Nicht immer, denn schließlich ist der Künstler ein Hansdampf in allen Gassen, der sich einen feuchten Kehricht um Genre-Grenzen schert, der Rock, Blues und vor allem Rock?n?Roll genauso liebt wie den Sound aus Nashville. Das stellte er am Tag der deutschen Einheit im „TECnet Zentrum“ in Burkersdorf auf Einladung des Burgkunstadter Kleinkunstvereins „TECnet Obermain“ eindrucksvoll unter Beweis. Für die 70 Besucher war Lee mit seinem exzellenten Gitarrenspiel die Krönung des Feiertags.
„Er hat die Songs, die man von ihm erwartet, wie ,Luxury Liner‘ oder ,Country Boy‘ gespielt. Was will man als Fan mehr?“
Günter Zachert,
Fan aus Ebersdorf
Einen Musiker, der Größen der internationalen Musikszene, wie Emmylou Harris, Joe Cocker oder Jon Lord („Deep Purple“) auf ihren Alben oder Tourneen begleitet hat und seit 56 Jahren auf der Konzertbühne steht, erlebt man nicht alle Tage in der fränkischen Provinz. Einer, nach dem sogar eine Gitarre benannt ist: die „Albert Lee Signature“ der amerikanischen Firma Music Man. So kam es, dass die eingefleischten unter den Fans nicht ihr Idol, sondern dessen Markenzeichen, seine rote Gitarre, vor dem Konzert auf ihr Smart-Phone bannten.

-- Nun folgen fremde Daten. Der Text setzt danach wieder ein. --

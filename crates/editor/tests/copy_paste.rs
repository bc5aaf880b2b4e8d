mod support;

use mapping_editor::{
    ClipboardRecord, ClipboardStore, EditorCommand, EditorController, EditorError, EditorEvent,
    FileClipboard, MemoryClipboard,
};
use mapping_protocol::{MappingRule, RuleKind};
use mapping_service::{InMemoryRuleService, Operation, RuleService, TaskRef};
use pretty_assertions::assert_eq;
use serde_json::json;
use std::sync::Arc;
use support::{backend, config, task};

async fn editor_with(
    backend: &Arc<InMemoryRuleService>,
    clipboard: Arc<dyn ClipboardStore>,
) -> EditorController {
    let service: Arc<dyn RuleService> = backend.clone();
    let mut editor = EditorController::new(service, clipboard, config());
    editor.start().await.unwrap();
    editor
}

#[tokio::test]
async fn copy_then_paste_a_value_rule() {
    let backend = backend();
    let clipboard = Arc::new(MemoryClipboard::new());
    let mut editor = editor_with(&backend, clipboard.clone()).await;
    let mut events = editor.subscribe();

    editor
        .handle(EditorCommand::Copy {
            id: "city".to_string(),
            kind: RuleKind::Direct,
        })
        .await
        .unwrap();
    assert!(matches!(events.try_recv().unwrap(), EditorEvent::Notice { .. }));

    let new_id = editor.paste(false).await.unwrap();

    let requests = backend.copy_requests().await;
    assert_eq!(requests.len(), 1);
    let (append_to, request) = &requests[0];
    assert_eq!(append_to, "root");
    assert_eq!(request.source_rule, "city");
    assert_eq!(request.after_rule_id, None);
    assert_eq!(
        serde_json::to_value(request).unwrap()["afterRuleId"],
        serde_json::Value::Null
    );

    assert_eq!(editor.take_just_pasted(), Some(new_id.clone()));
    assert_eq!(editor.take_just_pasted(), None);
    assert!(editor.tree().unwrap().contains(&new_id));
    assert_eq!(editor.current_rule_id(), None);

    // A plain copy stays on the clipboard.
    assert!(clipboard.get().await.unwrap().is_some());
    let calls = backend.calls().await;
    assert_eq!(calls.last(), Some(&Operation::FetchTree));
}

#[tokio::test]
async fn cloning_an_object_lands_next_to_it_and_navigates() {
    let backend = backend();
    let clipboard = Arc::new(MemoryClipboard::new());
    let mut editor = editor_with(&backend, clipboard.clone()).await;
    editor.navigate("address").await.unwrap();

    let new_id = editor
        .clone_rule("address", RuleKind::Object, None)
        .await
        .unwrap();

    let (append_to, request) = backend.copy_requests().await.pop().unwrap();
    assert_eq!(append_to, "root");
    assert_eq!(request.after_rule_id.as_deref(), Some("address"));

    let tree = backend.tree().await;
    let order = tree.property_rule_ids("root").to_vec();
    assert_eq!(order, vec!["city".to_string(), "address".to_string(), new_id.clone()]);

    assert_eq!(editor.current_rule_id(), Some(new_id.as_str()));
    assert_eq!(editor.take_just_pasted(), None);
    assert_eq!(clipboard.get().await.unwrap(), None);
}

#[tokio::test]
async fn cloning_a_value_rule_inserts_after_it() {
    let backend = backend();
    let mut editor = editor_with(&backend, Arc::new(MemoryClipboard::new())).await;
    editor.navigate("address").await.unwrap();

    let new_id = editor
        .clone_rule("street", RuleKind::Direct, None)
        .await
        .unwrap();
    let tree = editor.tree().unwrap();
    assert_eq!(
        tree.property_rule_ids("address").to_vec(),
        vec!["street".to_string(), new_id.clone(), "geo".to_string()]
    );
    assert_eq!(editor.take_just_pasted(), Some(new_id));
}

#[tokio::test]
async fn failed_paste_rolls_back_the_preview() {
    let backend = backend();
    let clipboard = Arc::new(MemoryClipboard::new());
    let mut editor = editor_with(&backend, clipboard.clone()).await;
    clipboard
        .set(&ClipboardRecord::copy(&task(), "city", RuleKind::Direct))
        .await
        .unwrap();
    backend.fail_next(Operation::CopyRule, 1).await;

    let before = editor.tree().unwrap().len();
    let err = editor
        .handle(EditorCommand::Paste { cloning: false })
        .await
        .unwrap_err();
    assert!(matches!(err, EditorError::Service(_)));
    assert_eq!(editor.tree().unwrap().len(), before);
    assert!(editor.banner().is_some());
    assert_eq!(editor.take_just_pasted(), None);
}

#[tokio::test]
async fn paste_with_empty_clipboard_fails() {
    let backend = backend();
    let mut editor = editor_with(&backend, Arc::new(MemoryClipboard::new())).await;
    let err = editor.paste(false).await.unwrap_err();
    assert!(matches!(err, EditorError::Clipboard(_)));
    assert!(backend.copy_requests().await.is_empty());
}

#[tokio::test]
async fn paste_from_another_task_through_a_file_clipboard() {
    let dir = tempfile::tempdir().unwrap();
    let path = dir.path().join("clipboard.json");

    let other = TaskRef::new("library", "books");
    let other_tree: MappingRule = serde_json::from_value(json!({
        "type": "root",
        "id": "root",
        "rules": {"propertyRules": [
            {"type": "direct", "id": "title", "sourcePath": "title",
             "mappingTarget": {"uri": "ex:title"}}
        ]}
    }))
    .unwrap();
    FileClipboard::new(&path)
        .set(&ClipboardRecord::copy(&other, "title", RuleKind::Direct))
        .await
        .unwrap();

    let backend = backend();
    backend.add_source_task(other, other_tree).await.unwrap();
    let mut editor = editor_with(&backend, Arc::new(FileClipboard::new(&path))).await;
    let new_id = editor.paste(false).await.unwrap();

    let (_, request) = backend.copy_requests().await.pop().unwrap();
    assert_eq!(request.source_project, "library");
    assert_eq!(request.source_task, "books");
    let pasted = editor.tree().unwrap().get(&new_id).unwrap();
    assert_eq!(pasted.source_path(), Some("title"));
}

#[tokio::test]
async fn file_clipboard_survives_reopening_and_clears() {
    let dir = tempfile::tempdir().unwrap();
    let path = dir.path().join("nested").join("clipboard.json");
    let record = ClipboardRecord::clone_of(&task(), "address", RuleKind::Object, "root");

    FileClipboard::new(&path).set(&record).await.unwrap();
    let reopened = FileClipboard::new(&path);
    assert_eq!(reopened.get().await.unwrap(), Some(record));

    reopened.clear().await.unwrap();
    assert_eq!(reopened.get().await.unwrap(), None);
    reopened.clear().await.unwrap();
}

#[tokio::test]
async fn corrupt_file_clipboard_reads_as_empty() {
    let dir = tempfile::tempdir().unwrap();
    let path = dir.path().join("clipboard.json");
    std::fs::write(&path, "{not json").unwrap();
    assert_eq!(FileClipboard::new(&path).get().await.unwrap(), None);
}
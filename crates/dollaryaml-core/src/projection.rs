//! Whole-tree resolution and typed projection
//!
//! [`Projector::resolve_tree`] rewrites every node of a profile into a new
//! tree: tokens are substituted, every string leaf is re-typed from its
//! resolved text and whole floats become integers. [`Projector::project`] then hands that tree to serde_yaml to
//! build a caller-defined type.

use indexmap::IndexMap;
use serde::de::DeserializeOwned;

use crate::error::{Error, Result};
use crate::interpolation::{self, Environment};
use crate::value::Value;

/// Resolves whole profile trees against an environment
#[derive(Clone, Copy)]
pub struct Projector<'a> {
    env: &'a dyn Environment,
}

impl<'a> Projector<'a> {
    /// Create a projector that looks variables up in `env`
    pub fn new(env: &'a dyn Environment) -> Self {
        Self { env }
    }

    /// Build a fully resolved copy of `value`
    pub fn resolve_tree(&self, value: &Value) -> Value {
        match value {
            Value::Mapping(map) => {
                let mut resolved = IndexMap::with_capacity(map.len());
                for (key, val) in map {
                    resolved.insert(key.clone(), self.resolve_tree(val));
                }
                Value::Mapping(resolved)
            }
            Value::Sequence(seq) => {
                Value::Sequence(seq.iter().map(|item| self.resolve_tree(item)).collect())
            }
            Value::String(s) => {
                interpolation::infer_scalar(&interpolation::resolve_str(s, self.env))
            }
            Value::Float(f) => interpolation::normalize_float(*f),
            Value::Null | Value::Bool(_) | Value::Integer(_) | Value::Unsigned(_) => value.clone(),
        }
    }

    /// Resolve `value` and bind it to `T`
    pub fn project<T: DeserializeOwned>(&self, value: &Value) -> Result<T> {
        let resolved = self.resolve_tree(value);
        bind(&resolved)
    }
}

/// Serialize a resolved tree to YAML and deserialize it into `T`.
///
/// Going through YAML text lets string fields accept numeric and boolean
/// scalars, the same way they would when reading a file directly.
pub fn bind<T: DeserializeOwned>(resolved: &Value) -> Result<T> {
    let yaml = serde_yaml::to_string(resolved).map_err(|e| Error::marshal(e.to_string()))?;
    serde_yaml::from_str(&yaml).map_err(|e| Error::unmarshal(e.to_string()))
}
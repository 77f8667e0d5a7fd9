//! dollaryaml-core: YAML profiles with environment interpolation
//!
//! This crate loads YAML documents, resolves dotted paths against them, and
//! substitutes whole-scalar `${NAME}` / `${NAME:default}` tokens from the
//! environment. The whole resolved tree can also be bound to a serde type.
//!
//! # Example
//!
//! ```rust
//! use dollaryaml_core::Profile;
//!
//! let yaml = r#"
//! database:
//!   host: ${DOLLARYAML_DOC_HOST:localhost}
//!   port: 5432
//! "#;
//!
//! let profile = Profile::from_yaml(yaml).unwrap();
//! assert_eq!(profile.get("database.host"), "localhost");
//! assert_eq!(profile.get("database.port"), "5432");
//! assert!(profile.get_error("database").unwrap_err().is_not_found());
//! ```

pub mod error;
pub mod interpolation;
pub mod projection;
pub mod resolver;
pub mod value;

mod profile;

pub use error::{Error, ErrorKind, FormatStage, Result};
pub use interpolation::{Environment, MapEnv, ProcessEnv};
pub use profile::{Profile, ProfileOptions};
pub use projection::Projector;
pub use resolver::PathResolver;
pub use value::Value;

„Ich bin bereit für den Rock?n?Roll und wenn es sein muss, dann spielen wir bis morgen früh um drei Uhr“, hallte es lautstark und im rockigen Ton durch das „TECnet Zentrum“. Das Versprechen aus dem altehrwürdigen, spritzigen Fats Domino-Klassiker „I?m Ready“ hielt Lee zwar nicht ein, aber dafür war es der vielversprechende Auftakt für ein kurzweiliges Konzert, das die Lebensgeister weckte, Emotionen auslöste und geistige Erbauung schenkte.
Sogar eine Gitarre nach ihm benannt
Gleich danach öffnete Lee, der einen Abend lang sein klares, präzises Gitarrenspiel zum Besten gab, das Schmuckkästchen der Country-Musik und heraus kam die fröhlich-entspannte Country-Musik-Perle „Two Step“, die wie Balsam auf die Seele war. Weitere hochkarätige Songs aus diesem Genre sollten folgen, wie das von Gram Parsons geschriebene und von Emmylou Harris bekannt gemachte „Luxury Liner“ oder seine wohl bekannteste Eigenkomposition „Country Boy“.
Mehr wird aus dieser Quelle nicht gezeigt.